For this recipe, include 1/2 cup (120 ml) of pumpkin purée into your standard overnight oats mix and chill it overnight. Season it in the morning with 1 teaspoon (5 ml) of cinnamon, 1/2 teaspoon (2.5 ml) of crushed cloves, and 1/2 teaspoon (2.5 ml) of nutmeg.

7. Mint chocolate chip

Protein is a nutrient that can decrease hunger and enhance sensations of satiety.

The standard overnight oats recipe includes approximately 13 grams of protein per cup (240 ml).

By including yogurt in your recipe and sprinkling nuts or seeds on top, you may increase the protein level to approximately 17 grams per cup (240 ml).

To increase protein content, add 1–2 teaspoons (15–30 ml) of protein powder to the mixture. This will increase the protein level to approximately 20–23 grams per cup.

To enhance the flavor, include a small amount of peppermint extract and garnish with freshly sliced strawberries, micro-chocolate chips, and a few mint leaves. Lastly, add 1 teaspoon (5 milliliters) of spirulina powder to incorporate a natural, nutrient-dense green hue.

8. Coffee-infused

This dish offers a unique method to incorporate coffee into your morning.

Replace 1 ounce (30 ml) of milk with a shot of espresso, or blend 1 tsp (5 ml) of ground or instant coffee with the original amount of milk.

Adding 30–40 mg of caffeine to your overnight oats will enhance alertness, short-term recollection, and reaction time, according to a study.

Add your preferred fresh fruits, nuts, and seeds on top of this recipe.

To reduce caffeine intake while still enjoying the flavor of coffee, replace espresso or ground coffee with ground chicory root.
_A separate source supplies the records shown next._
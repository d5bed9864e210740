//! The reference `Poller`: a non-blocking socket multiplexer backed by
//! Tokio's TCP stack.
//!
//! Sessions are owned here, not by the service loop: a listener task
//! accepts connections and, per accepted stream, a reader task and a
//! writer task run independently, each reporting back to the owning
//! service through the same MPSC envelope queue cross-service messages
//! travel over (see `relay_core::queue`). The loop that drains that
//! queue never touches Tokio's reactor directly — it only reacts to
//! [`PollerEvent`]s handed to it, which is what keeps a service's own
//! scheduling single-threaded and cooperative even though the bytes
//! underneath are moved by a multi-threaded runtime.

use std::net::SocketAddr;
use std::sync::atomic::{AtomicU32, Ordering};
use std::sync::Arc;

use bytes::{Bytes, BytesMut};
use dashmap::DashMap;
use tokio::io::{AsyncReadExt, AsyncWriteExt};
use tokio::net::tcp::{OwnedReadHalf, OwnedWriteHalf};
use tokio::net::{TcpListener, TcpStream};
use tokio::sync::mpsc;

use relay_core::error::CoreError;
use relay_core::ids::SessionId;
use relay_core::poller::{Poller, PollerEvent, POLLER_EVENT_TAG};
use relay_core::queue::{Envelope, QueueSender};
use relay_core::session::CloseReason;

const READ_BUF_SIZE: usize = 64 * 1024;
/// Writer channel capacity; once it's full, `send` reports `WouldBlock`
/// instead of growing memory without bound — the Tokio-task analogue of
/// the contract's per-session send high-water mark.
const WRITER_CHANNEL_CAPACITY: usize = 256;

#[derive(Clone, Copy, Debug)]
pub struct ListenerHandle {
    pub id: u32,
    pub local_addr: SocketAddr,
}

/// A Tokio-backed `Poller`. Cheap to clone; every clone shares the same
/// session/writer table and event sink.
#[derive(Clone)]
pub struct TcpPoller {
    events: QueueSender,
    writers: Arc<DashMap<SessionId, mpsc::Sender<Bytes>>>,
    next_listener_id: Arc<AtomicU32>,
}

impl TcpPoller {
    pub fn new(events: QueueSender) -> Self {
        Self {
            events,
            writers: Arc::new(DashMap::new()),
            next_listener_id: Arc::new(AtomicU32::new(1)),
        }
    }

    /// Spawns a listener task that accepts connections forever, pushing
    /// one [`PollerEvent::Accepted`] per accepted stream. Returns once
    /// the listener is bound so the caller can observe its real local
    /// address (useful when binding to port 0 in tests).
    pub async fn listen(&self, addr: SocketAddr) -> Result<ListenerHandle, CoreError> {
        let listener = TcpListener::bind(addr)
            .await
            .map_err(|err| CoreError::internal(format!("bind {addr} failed: {err}")).with_cause(err))?;
        let local_addr = listener
            .local_addr()
            .map_err(|err| CoreError::internal(err.to_string()).with_cause(err))?;
        let listener_id = self.next_listener_id.fetch_add(1, Ordering::Relaxed);

        let events = self.events.clone();
        let writers = self.writers.clone();
        tokio::spawn(async move {
            loop {
                match listener.accept().await {
                    Ok((stream, peer_addr)) => {
                        let session_id = SessionId::next();
                        spawn_connection_tasks(stream, session_id, events.clone(), writers.clone());
                        let _ = events.push(Envelope::new(
                            POLLER_EVENT_TAG,
                            PollerEvent::Accepted {
                                listener_id,
                                session_id,
                                peer_addr,
                            },
                        ));
                    }
                    Err(err) => {
                        tracing::warn!(%err, listener_id, "accept failed, listener task exiting");
                        break;
                    }
                }
            }
        });

        Ok(ListenerHandle { id: listener_id, local_addr })
    }

    /// Allocates a session id up front and connects in the background,
    /// reporting [`PollerEvent::Connected`] or [`PollerEvent::ConnectFailed`].
    pub fn connect(&self, addr: SocketAddr) -> SessionId {
        let session_id = SessionId::next();
        let events = self.events.clone();
        let writers = self.writers.clone();
        tokio::spawn(async move {
            match TcpStream::connect(addr).await {
                Ok(stream) => {
                    spawn_connection_tasks(stream, session_id, events.clone(), writers);
                    let _ = events.push(Envelope::new(
                        POLLER_EVENT_TAG,
                        PollerEvent::Connected { session_id, peer_addr: addr },
                    ));
                }
                Err(err) => {
                    tracing::warn!(%err, %session_id, "connect failed");
                    let _ = events.push(Envelope::new(
                        POLLER_EVENT_TAG,
                        PollerEvent::ConnectFailed { session_id },
                    ));
                }
            }
        });
        session_id
    }

    /// Queues `bytes` for send on `session_id`. Returns `WouldBlock` once
    /// the writer's backlog is full and `NotFound` if the session is
    /// unknown or already closed.
    pub fn send(&self, session_id: SessionId, bytes: Bytes) -> Result<(), CoreError> {
        let writer = self
            .writers
            .get(&session_id)
            .ok_or_else(|| CoreError::not_found(format!("session {session_id} not found")))?;
        writer.try_send(bytes).map_err(|err| match err {
            mpsc::error::TrySendError::Full(_) => CoreError::would_block(),
            mpsc::error::TrySendError::Closed(_) => {
                CoreError::closed(format!("session {session_id} already closed"))
            }
        })
    }

    /// Drops this session's writer handle, which ends its writer task
    /// and, once the outstanding backlog drains, shuts the socket down.
    pub fn close(&self, session_id: SessionId) {
        self.writers.remove(&session_id);
    }

    pub fn is_open(&self, session_id: SessionId) -> bool {
        self.writers.contains_key(&session_id)
    }
}

impl Poller for TcpPoller {
    fn send(&self, session_id: SessionId, bytes: Bytes) -> Result<(), CoreError> {
        TcpPoller::send(self, session_id, bytes)
    }

    fn close(&self, session_id: SessionId) {
        TcpPoller::close(self, session_id)
    }

    fn is_open(&self, session_id: SessionId) -> bool {
        TcpPoller::is_open(self, session_id)
    }
}

fn spawn_connection_tasks(
    stream: TcpStream,
    session_id: SessionId,
    events: QueueSender,
    writers: Arc<DashMap<SessionId, mpsc::Sender<Bytes>>>,
) {
    let (read_half, write_half) = stream.into_split();
    let (writer_tx, writer_rx) = mpsc::channel(WRITER_CHANNEL_CAPACITY);
    writers.insert(session_id, writer_tx);

    tokio::spawn(reader_loop(read_half, session_id, events.clone()));
    tokio::spawn(writer_loop(write_half, writer_rx, session_id, events, writers));
}

async fn reader_loop(mut read_half: OwnedReadHalf, session_id: SessionId, events: QueueSender) {
    loop {
        let mut buf = BytesMut::with_capacity(READ_BUF_SIZE);
        match read_half.read_buf(&mut buf).await {
            Ok(0) => {
                let _ = events.push(Envelope::new(
                    POLLER_EVENT_TAG,
                    PollerEvent::Closed { session_id, reason: CloseReason::PeerClosed },
                ));
                break;
            }
            Ok(_n) => {
                let _ = events.push(Envelope::new(
                    POLLER_EVENT_TAG,
                    PollerEvent::Readable { session_id, bytes: buf.freeze() },
                ));
            }
            Err(err) => {
                tracing::warn!(%err, %session_id, "read failed");
                let _ = events.push(Envelope::new(
                    POLLER_EVENT_TAG,
                    PollerEvent::Closed { session_id, reason: CloseReason::IoError },
                ));
                break;
            }
        }
    }
}

async fn writer_loop(
    mut write_half: OwnedWriteHalf,
    mut rx: mpsc::Receiver<Bytes>,
    session_id: SessionId,
    events: QueueSender,
    writers: Arc<DashMap<SessionId, mpsc::Sender<Bytes>>>,
) {
    let reason = loop {
        match rx.recv().await {
            Some(bytes) => {
                if let Err(err) = write_half.write_all(&bytes).await {
                    tracing::warn!(%err, %session_id, "write failed");
                    break CloseReason::IoError;
                }
            }
            None => break CloseReason::LocalClose,
        }
    };
    let _ = write_half.shutdown().await;
    writers.remove(&session_id);
    let _ = events.push(Envelope::new(
        POLLER_EVENT_TAG,
        PollerEvent::Closed { session_id, reason },
    ));
}

#[cfg(test)]
mod tests {
    use super::*;
    use relay_core::queue::MessageQueue;
    use std::time::Duration;

    async fn next_event(mq: &MessageQueue) -> PollerEvent {
        for _ in 0..200 {
            let mut out = Vec::new();
            if mq.drain_up_to(1, &mut out) == 1 {
                return out.pop().unwrap().downcast::<PollerEvent>().unwrap();
            }
            tokio::time::sleep(Duration::from_millis(10)).await;
        }
        panic!("timed out waiting for a poller event");
    }

    #[tokio::test]
    async fn accept_connect_echo_round_trip() {
        let (tx, mq) = MessageQueue::new();
        let poller = TcpPoller::new(tx);

        let listener = poller.listen("127.0.0.1:0".parse().unwrap()).await.unwrap();
        let client_id = poller.connect(listener.local_addr);

        let accepted = next_event(&mq).await;
        let server_session_id = match accepted {
            PollerEvent::Accepted { session_id, .. } => session_id,
            other => panic!("expected Accepted, got {other:?}"),
        };

        let connected = next_event(&mq).await;
        assert!(matches!(connected, PollerEvent::Connected { session_id, .. } if session_id == client_id));

        poller.send(server_session_id, Bytes::from_static(b"hello")).unwrap();
        let readable = next_event(&mq).await;
        match readable {
            PollerEvent::Readable { session_id, bytes } => {
                assert_eq!(session_id, client_id);
                assert_eq!(&bytes[..], b"hello");
            }
            other => panic!("expected Readable, got {other:?}"),
        }
    }

    #[tokio::test]
    async fn close_ends_the_session() {
        let (tx, mq) = MessageQueue::new();
        let poller = TcpPoller::new(tx);
        let listener = poller.listen("127.0.0.1:0".parse().unwrap()).await.unwrap();
        let client_id = poller.connect(listener.local_addr);
        let _ = next_event(&mq).await; // Accepted
        let _ = next_event(&mq).await; // Connected

        assert!(poller.is_open(client_id));
        poller.close(client_id);
        assert!(!poller.is_open(client_id));

        let closed = next_event(&mq).await;
        assert!(matches!(
            closed,
            PollerEvent::Closed { reason: CloseReason::LocalClose, .. }
        ));
    }

    #[tokio::test]
    async fn send_on_unknown_session_is_not_found() {
        let (tx, _mq) = MessageQueue::new();
        let poller = TcpPoller::new(tx);
        let bogus = relay_core::ids::SessionId::from_raw(999_999);
        let err = poller.send(bogus, Bytes::from_static(b"x")).unwrap_err();
        assert_eq!(err.kind(), relay_core::error::ErrorKind::NotFound);
    }
}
Chicory root, brewed, has a taste similar to coffee but does not contain caffeine.

9. Blueberry-banana overnight oats

Blueberries, ripe bananas, and rich coconut milk transform regular oatmeal into exquisite vegan overnight oats. Prepare up to four jars simultaneously to store in the refrigerator for convenient grab-and-go breakfasts during the week.


  • 1/2 cup of unsweetened coconut milk beverage
  • 1/2 cup of traditional oats (see Tip)
  • 0.5 spoonful of chia seeds (optional)
  • Half of a banana, mashed
  • 1 tsp. maple syrup
  • Small amount of salt
  • 1/2 cup of fresh blueberries
  • 1 tbsp. unsweetened flaked coconut (optional)


Combine coconut milk, oats, chia seeds, banana, maple syrup, and salt in a pint-sized jar and mix. Top with blueberries and coconut, if preferred. Cover and refrigerate the dish overnight.

10. Overnight matcha oats with berries

Matcha overnight oats are topped with blueberries and raspberries, creating a convenient breakfast option for meal prep.


  • 2/3  cup of skim milk
  • 2/3 cup of rolled oats (see Tip)
  • 1 tsp. matcha powder
  • 1 tbsp. chia seeds
  • 2 tsp. pure maple syrup
  • 1/8 tsp. salt
  • 1/4 cup of blueberries
  • 1/4 cup of raspberries
  • 1 tbsp. sliced almonds


Mix milk, oats, matcha powder, chia seeds, maple syrup, and salt in a pint container. Sprinkle with blueberries, raspberries, and almonds on top. Refrigerate covered overnight.

The bottom line

Preparing overnight oats is a simple and nutritious process. They can be consumed for breakfast or as a snack, need minimal preparation, and are a convenient meal choice.

Overnight oats are highly adaptable, allowing for a wide range of meals by simply changing the toppings. If you haven’t already, consider incorporating them into your meal rotation.